Build Inception Network from Scratch with Python!

Syed Abdul Gaffar Last Updated : 26 Oct, 2021

6 min read

This article was published as a part of the Data Science Blogathon

Introduction

Deep learning architecture is rapidly gaining steam as more and more efficient architectures emerge from research papers emerge from around the world. These research papers not only contain a ton of information but also provide a new way to the birth of new Deep learning architectures, they can often be difficult to parse through. And to understand these papers, one might have to go through that paper multiple times and perhaps even other dependent papers. Well! Inception is one of them.

The Inception network was a crucial milestone in the development of CNN Image classifiers. Prior to this architecture, most popular CNNs or the classifiers just used stacked convolution layers deeper and deeper to obtain better performance.

The Inception network, on the other hand, was heavily engineered and very much deep and complex. It used many different techniques to push its performance; both in terms of speed as well as accuracy.

What is Inception?

Inception Network (ResNet) is one of the well-known deep learning models that was introduced by Christian Szegedy, Wei Liu, Yangqing Jia. Pierre Sermanet, Scott Reed, Dragomir Anguelov, Dumitru Erhan, Vincent Vanhoucke, and Andrew Rabinovich in their paper “Going deeper with convolutions” ^[1]in 2014.

Later the different versions of the Inception network are evolved.
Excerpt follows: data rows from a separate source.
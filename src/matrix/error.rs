// ABOUTME: Error types for matrix expansion
// ABOUTME: Raised for include/exclude rules that cannot apply to the declared axes

use thiserror::Error;

#[derive(Error, Debug, Clone, PartialEq)]
pub enum MatrixError {
    #[error("Matrix axis '{axis}' has no values")]
    EmptyAxis { axis: String },

    #[error("{rule}[{index}] references undeclared axis '{axis}' (declared: {declared})")]
    UndeclaredAxis {
        rule: String,
        index: usize,
        axis: String,
        declared: String,
    },

    #[error("{rule}[{index}] is empty")]
    EmptyRule { rule: String, index: usize },
}

pub type Result<T> = std::result::Result<T, MatrixError>;
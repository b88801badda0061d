// ABOUTME: Execution engine module for the gridflow workflow engine
// ABOUTME: Handles per-job contexts, mode dispatch, step state tracking and run reports

pub mod context;
pub mod error;
pub mod executor;
pub mod mode;
pub mod result;

pub use context::ExecutionContext;
pub use error::{ExecutionError, Result};
pub use executor::{WorkflowExecutor, DEFAULT_MAX_CONCURRENT_JOBS, DEFAULT_STEP_TIMEOUT};
pub use mode::ExecutionMode;
pub use result::{
    FailureDiagnostic, JobFailure, JobResult, JobStatus, RunReport, RunSummary, SkipReason,
    StepResult, StepState, StepStatus,
};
That was from Sergey Ioffe, Christian Szegedy, Jonathon Shlens, Vincent Vanhouck, and Zbigniew Wojna in their paper named “Rethinking the Inception Architecture for Computer Vision” ^[2] in 2015. The Inception model is categorized as one of the popular and most used deep learning models.

Design Principles

– The proposal of few general design principles and optimization techniques proved to be useful for efficiently scaling up convolution networks.

– Early in the network architecture, avoid representational bottlenecks.

– The network will learn faster if it has more different filters which will have more different feature maps.

– Spatial aggregation that is dimension reduction can be done over lower dimensional embeddings without much loss in representational power.

– With the balance between width and depth, optimal performance of the network can be achieved.

Inception Modules

Inception Module (naive)

Source: ‘Going Deeper with Convolution‘ paper

Approximation of an optimal local sparse structure

● Process visual/spatial information at various scales and then aggregate

● This is a bit optimistic, computationally

○ 5×5 convolutions are especially expensive

Inception Module (Dimension reduction)

Source: ‘Going Deeper with Convolution’ paper

Dimension reduction is necessary and motivated (Network in-network)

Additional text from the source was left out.